Saved entries
^^^^^^^^^^^^^^^^
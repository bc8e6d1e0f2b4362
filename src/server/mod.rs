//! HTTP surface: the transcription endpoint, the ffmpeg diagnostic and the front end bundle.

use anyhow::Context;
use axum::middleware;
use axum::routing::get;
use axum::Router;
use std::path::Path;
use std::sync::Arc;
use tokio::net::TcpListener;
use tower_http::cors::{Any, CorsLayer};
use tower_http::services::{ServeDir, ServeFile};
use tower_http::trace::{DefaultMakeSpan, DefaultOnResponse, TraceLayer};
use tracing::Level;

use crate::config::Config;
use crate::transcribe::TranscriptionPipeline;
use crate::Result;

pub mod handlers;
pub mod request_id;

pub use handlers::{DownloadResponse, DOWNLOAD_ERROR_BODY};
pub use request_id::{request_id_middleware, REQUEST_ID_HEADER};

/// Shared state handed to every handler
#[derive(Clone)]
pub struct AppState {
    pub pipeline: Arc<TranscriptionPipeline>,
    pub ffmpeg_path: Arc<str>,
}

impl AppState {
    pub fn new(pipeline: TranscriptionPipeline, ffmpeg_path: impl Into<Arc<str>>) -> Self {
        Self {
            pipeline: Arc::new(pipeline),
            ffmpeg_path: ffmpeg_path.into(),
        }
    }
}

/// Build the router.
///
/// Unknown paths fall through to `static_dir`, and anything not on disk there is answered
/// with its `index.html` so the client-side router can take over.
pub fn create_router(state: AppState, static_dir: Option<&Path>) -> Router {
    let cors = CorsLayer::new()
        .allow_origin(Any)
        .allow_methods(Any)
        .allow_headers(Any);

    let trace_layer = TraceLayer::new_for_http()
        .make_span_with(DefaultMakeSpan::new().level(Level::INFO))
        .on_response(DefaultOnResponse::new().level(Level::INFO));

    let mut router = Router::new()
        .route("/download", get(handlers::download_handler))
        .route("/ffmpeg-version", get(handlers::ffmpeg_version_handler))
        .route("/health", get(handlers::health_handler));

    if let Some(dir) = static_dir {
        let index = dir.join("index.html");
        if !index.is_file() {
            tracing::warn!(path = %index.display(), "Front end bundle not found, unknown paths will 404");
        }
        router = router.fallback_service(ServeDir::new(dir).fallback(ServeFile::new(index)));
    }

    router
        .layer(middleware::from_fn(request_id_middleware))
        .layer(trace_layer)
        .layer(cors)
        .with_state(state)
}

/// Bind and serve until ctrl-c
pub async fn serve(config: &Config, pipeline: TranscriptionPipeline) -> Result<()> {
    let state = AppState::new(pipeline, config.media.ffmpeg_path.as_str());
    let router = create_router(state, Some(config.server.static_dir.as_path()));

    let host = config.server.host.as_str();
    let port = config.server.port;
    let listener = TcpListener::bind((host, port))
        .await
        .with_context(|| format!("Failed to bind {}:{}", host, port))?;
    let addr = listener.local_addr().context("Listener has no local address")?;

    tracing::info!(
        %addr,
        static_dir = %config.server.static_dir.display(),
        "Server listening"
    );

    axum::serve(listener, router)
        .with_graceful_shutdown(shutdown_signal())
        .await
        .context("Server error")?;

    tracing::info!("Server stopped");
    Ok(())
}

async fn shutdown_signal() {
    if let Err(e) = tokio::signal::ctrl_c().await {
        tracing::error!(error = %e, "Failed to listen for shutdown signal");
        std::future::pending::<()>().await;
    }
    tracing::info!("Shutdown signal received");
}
^^^^^^^^^^^^^^^^
Activity
Would you copy out all the entries above without changing a single character?

Task answer
repository bc8e6d1e0f2b4362
filename src/server/mod.rs
//! HTTP surface: the transcription endpoint, the ffmpeg diagnostic and the front end bundle.

use anyhow::Context;
use axum::middleware;
use axum::routing::get;
use axum::Router;
use std::path::Path;
use std::sync::Arc;
use tokio::net::TcpListener;
use tower_http::cors::{Any, CorsLayer};
use tower_http::services::{ServeDir, ServeFile};
use tower_http::trace::{DefaultMakeSpan, DefaultOnResponse, TraceLayer};
use tracing::Level;

use crate::config::Config;
use crate::transcribe::TranscriptionPipeline;
use crate::Result;

pub mod handlers;
pub mod request_id;

pub use handlers::{DownloadResponse, DOWNLOAD_ERROR_BODY};
pub use request_id::{request_id_middleware, REQUEST_ID_HEADER};

/// Shared state handed to every handler
#[derive(Clone)]
pub struct AppState {
    pub pipeline: Arc<TranscriptionPipeline>,
    pub ffmpeg_path: Arc<str>,
}

impl AppState {
    pub fn new(pipeline: TranscriptionPipeline, ffmpeg_path: impl Into<Arc<str>>) -> Self {
        Self {
            pipeline: Arc::new(pipeline),
            ffmpeg_path: ffmpeg_path.into(),
        }
    }
}

/// Build the router.
///
/// Unknown paths fall through to `static_dir`, and anything not on disk there is answered
/// with its `index.html` so the client-side router can take over.
pub fn create_router(state: AppState, static_dir: Option<&Path>) -> Router {
    let cors = CorsLayer::new()
        .allow_origin(Any)
        .allow_methods(Any)
        .allow_headers(Any);

    let trace_layer = TraceLayer::new_for_http()
        .make_span_with(DefaultMakeSpan::new().level(Level::INFO))
        .on_response(DefaultOnResponse::new().level(Level::INFO));

    let mut router = Router::new()
        .route("/download", get(handlers::download_handler))
        .route("/ffmpeg-version", get(handlers::ffmpeg_version_handler))
        .route("/health", get(handlers::health_handler));

    if let Some(dir) = static_dir {
        let index = dir.join("index.html");
        if !index.is_file() {
            tracing::warn!(path = %index.display(), "Front end bundle not found, unknown paths will 404");
        }
        router = router.fallback_service(ServeDir::new(dir).fallback(ServeFile::new(index)));
    }

    router
        .layer(middleware::from_fn(request_id_middleware))
        .layer(trace_layer)
        .layer(cors)
        .with_state(state)
}

/// Bind and serve until ctrl-c
pub async fn serve(config: &Config, pipeline: TranscriptionPipeline) -> Result<()> {
    let state = AppState::new(pipeline, config.media.ffmpeg_path.as_str());
    let router = create_router(state, Some(config.server.static_dir.as_path()));

    let host = config.server.host.as_str();
    let port = config.server.port;
    let listener = TcpListener::bind((host, port))
        .await
        .with_context(|| format!("Failed to bind {}:{}", host, port))?;
    let addr = listener.local_addr().context("Listener has no local address")?;

    tracing::info!(
        %addr,
        static_dir = %config.server.static_dir.display(),
        "Server listening"
    );

    axum::serve(listener, router)
        .with_graceful_shutdown(shutdown_signal())
        .await
        .context("Server error")?;

    tracing::info!("Server stopped");
    Ok(())
}

async fn shutdown_signal() {
    if let Err(e) = tokio::signal::ctrl_c().await {
        tracing::error!(error = %e, "Failed to listen for shutdown signal");
        std::future::pending::<()>().await;
    }
    tracing::info!("Shutdown signal received");
}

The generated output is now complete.